3. z(t.getDataString()) = Md5(‘{"page":"1","pageSize":24,"sort":"pop","ratio":"3:4","cKey":"pc-search-wall","q":"%E5%B8%BD%E5%AD%90","ptp":"31.nXjSr.0.0.Lu7TXQ23","platform":"pc","ppath":"{}"}’ )

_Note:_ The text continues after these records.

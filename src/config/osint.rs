// src/config/osint.rs
//! Runtime configuration: endpoints, credentials, limits and per-source wait budgets.
//!
//! Loaded once at startup (TOML) and handed to adapter constructors; nothing
//! here is read again mid-investigation.

use anyhow::{anyhow, Context, Result};
use serde::Deserialize;
use std::time::Duration;
use std::{env, fs, path::Path, path::PathBuf};

use crate::ingest::types::{SourceId, DEFAULT_TIMEOUT};

pub const ENV_CONFIG_PATH: &str = "OSINT_CONFIG_PATH";
pub const DEFAULT_CONFIG_PATH: &str = "config/osint.toml";

/// Credential value meaning "read it from the environment".
const ENV_MARKER: &str = "ENV";

fn default_user_agent() -> String {
    concat!("osint-aggregator/", env!("CARGO_PKG_VERSION")).to_string()
}

fn env_marker() -> String {
    ENV_MARKER.to_string()
}

fn default_feeds() -> Vec<String> {
    [
        "https://rss.nytimes.com/services/xml/rss/nyt/HomePage.xml",
        "https://feeds.bbci.co.uk/news/rss.xml",
        "https://feeds.reuters.com/reuters/topNews",
        "https://www.theguardian.com/world/rss",
    ]
    .into_iter()
    .map(String::from)
    .collect()
}

#[derive(Debug, Clone, Deserialize)]
#[serde(default)]
pub struct OsintConfig {
    pub user_agent: String,
    pub credentials: Credentials,
    pub endpoints: Endpoints,
    pub timeouts: Timeouts,
    pub limits: Limits,
    pub rss_feeds: Vec<String>,
}

impl Default for OsintConfig {
    fn default() -> Self {
        Self {
            user_agent: default_user_agent(),
            credentials: Credentials::default(),
            endpoints: Endpoints::default(),
            timeouts: Timeouts::default(),
            limits: Limits::default(),
            rss_feeds: default_feeds(),
        }
    }
}

/// API credentials. `"ENV"` resolves from `SHODAN_API_KEY`, `REDDIT_CLIENT_ID`
/// and `REDDIT_CLIENT_SECRET`; an empty value disables the adapter.
#[derive(Debug, Clone, Deserialize)]
#[serde(default)]
pub struct Credentials {
    pub shodan_api_key: String,
    pub reddit_client_id: String,
    pub reddit_client_secret: String,
}

impl Default for Credentials {
    fn default() -> Self {
        Self {
            shodan_api_key: env_marker(),
            reddit_client_id: env_marker(),
            reddit_client_secret: env_marker(),
        }
    }
}

#[derive(Debug, Clone, Deserialize)]
#[serde(default)]
pub struct Endpoints {
    pub rdap_base: String,
    pub asn_base: String,
    pub geolocation_base: String,
    pub shodan_base: String,
    pub reddit_auth_url: String,
    pub reddit_api_base: String,
    pub google_news_base: String,
}

impl Default for Endpoints {
    fn default() -> Self {
        Self {
            rdap_base: "https://rdap.org".into(),
            asn_base: "https://api.iptoasn.com".into(),
            geolocation_base: "http://ip-api.com".into(),
            shodan_base: "https://api.shodan.io".into(),
            reddit_auth_url: "https://www.reddit.com/api/v1/access_token".into(),
            reddit_api_base: "https://oauth.reddit.com".into(),
            google_news_base: "https://news.google.com".into(),
        }
    }
}

/// Per-source wait budgets in seconds. Unset sources use `default_secs`.
#[derive(Debug, Clone, Deserialize)]
#[serde(default)]
pub struct Timeouts {
    pub default_secs: u64,
    pub whois_secs: Option<u64>,
    pub geolocation_secs: Option<u64>,
    pub portscan_secs: Option<u64>,
    pub reddit_secs: Option<u64>,
    pub news_secs: Option<u64>,
    pub rss_secs: Option<u64>,
}

impl Default for Timeouts {
    fn default() -> Self {
        Self {
            default_secs: DEFAULT_TIMEOUT.as_secs(),
            whois_secs: None,
            geolocation_secs: None,
            portscan_secs: None,
            reddit_secs: None,
            news_secs: None,
            rss_secs: None,
        }
    }
}

impl Timeouts {
    pub fn for_source(&self, id: SourceId) -> Duration {
        let specific = match id {
            SourceId::Whois => self.whois_secs,
            SourceId::Geolocation => self.geolocation_secs,
            SourceId::Portscan => self.portscan_secs,
            SourceId::Reddit => self.reddit_secs,
            SourceId::News => self.news_secs,
            SourceId::Rss => self.rss_secs,
        };
        Duration::from_secs(specific.unwrap_or(self.default_secs))
    }
}

#[derive(Debug, Clone, Deserialize)]
#[serde(default)]
pub struct Limits {
    pub reddit_limit: usize,
    pub news_limit: usize,
    pub rss_limit_per_feed: usize,
}

impl Default for Limits {
    fn default() -> Self {
        Self {
            reddit_limit: 50,
            news_limit: 40,
            rss_limit_per_feed: 20,
        }
    }
}

impl OsintConfig {
    pub fn load_from_file<P: AsRef<Path>>(path: P) -> Result<Self> {
        let path = path.as_ref();
        let data = fs::read_to_string(path)
            .with_context(|| format!("reading osint config from {}", path.display()))?;
        let cfg: OsintConfig = toml::from_str(&data)
            .with_context(|| format!("parsing osint config {}", path.display()))?;
        Ok(cfg.finalize())
    }

    /// Load config using env var + fallbacks:
    /// 1) $OSINT_CONFIG_PATH (must exist)
    /// 2) config/osint.toml
    /// 3) built-in defaults
    pub fn load_default() -> Result<Self> {
        if let Ok(p) = env::var(ENV_CONFIG_PATH) {
            let pb = PathBuf::from(p);
            if !pb.exists() {
                return Err(anyhow!("{ENV_CONFIG_PATH} points to non-existent path"));
            }
            return Self::load_from_file(&pb);
        }
        let default_p = PathBuf::from(DEFAULT_CONFIG_PATH);
        if default_p.exists() {
            return Self::load_from_file(&default_p);
        }
        Ok(Self::default().finalize())
    }

    /// Resolve `"ENV"` credentials and repair nonsensical values.
    pub fn finalize(mut self) -> Self {
        let c = &mut self.credentials;
        c.shodan_api_key = resolve_secret(&c.shodan_api_key, "SHODAN_API_KEY");
        c.reddit_client_id = resolve_secret(&c.reddit_client_id, "REDDIT_CLIENT_ID");
        c.reddit_client_secret = resolve_secret(&c.reddit_client_secret, "REDDIT_CLIENT_SECRET");

        let t = &mut self.timeouts;
        if t.default_secs == 0 {
            t.default_secs = DEFAULT_TIMEOUT.as_secs();
        }
        // A zero budget would time out every call; treat it as unset.
        for secs in [
            &mut t.whois_secs,
            &mut t.geolocation_secs,
            &mut t.portscan_secs,
            &mut t.reddit_secs,
            &mut t.news_secs,
            &mut t.rss_secs,
        ] {
            if *secs == Some(0) {
                *secs = None;
            }
        }
        if self.user_agent.trim().is_empty() {
            self.user_agent = default_user_agent();
        }
        self.rss_feeds = clean_list(std::mem::take(&mut self.rss_feeds));
        for base in [
            &mut self.endpoints.rdap_base,
            &mut self.endpoints.asn_base,
            &mut self.endpoints.geolocation_base,
            &mut self.endpoints.shodan_base,
            &mut self.endpoints.reddit_api_base,
            &mut self.endpoints.google_news_base,
        ] {
            let trimmed = base.trim().trim_end_matches('/').to_string();
            *base = trimmed;
        }
        self
    }
}

fn resolve_secret(value: &str, var: &str) -> String {
    if !value.trim().eq_ignore_ascii_case(ENV_MARKER) {
        return value.trim().to_string();
    }
    match env::var(var) {
        Ok(v) => v.trim().to_string(),
        Err(_) => {
            tracing::debug!(var, "credential not set; dependent adapter will be unavailable");
            String::new()
        }
    }
}

fn clean_list(items: Vec<String>) -> Vec<String> {
    let mut out: Vec<String> = Vec::with_capacity(items.len());
    for it in items {
        let t = it.trim();
        if !t.is_empty() && !out.iter().any(|o| o == t) {
            out.push(t.to_string());
        }
    }
    out
}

4. O.instance().mState.getToken() = _mwp_h5_token(cookie里的值) = "fc7a01e7b579b7fb4324ace80c7a2c5a_1605001442502"
最终组成参数:
"100028&pc-search-wall&unknown&1605079604437&NMMain@mgj_pc_1.0&8348efe7-c649-4aa6-a2fe-693f612b1808&mwp.pagani.search&19&4223703e712b06a1a2abdf3a33a14b3a&fc7a01e7b579b7fb4324ace80c7a2c5a_1605001442502"
4. 获取数据
5. 列表页数据获取源码
import re
import requests,hashlib
import time
headers = {
'user-agent': 'Mozilla/5.0 (Windows NT 10.0; Win64; x64) AppleWebKit/537.36 (KHTML, like Gecko) Chrome/86.0.4240.183 Safari/537.36',
'referer': 'https://shop.mogu.com/',
'accept-language': 'zh-CN,zh;q=0.9',
}
# cookies参数
_mwp_h5_token_enc = '0d2a82fc181f5243c9256e934a203ca6'
_mwp_h5_token = 'fc7a01e7b579b7fb4324ace80c7a2c5a_1605001442502'
cookies = {'_mwp_h5_token_enc':_mwp_h5_token_enc,'_mwp_h5_token':_mwp_h5_token}
# 页数参数
page = '1' # 页数
pageSize = '24' # 商品个数,但是跟返回的数据量不一致
q = '帽子' # 检索词
page_info = '{"page":"'+page+'","pageSize":'+pageSize+',"sort":"pop","ratio":"3:4","cKey":"pc-search-wall","q":"'+q+'","ptp":"31.nXjSr.0.0.Lu7TXQ23","platform":"pc","ppath":"{}"}'
page_info_md5 = hashlib.md5(page_info.encode('utf8')).hexdigest()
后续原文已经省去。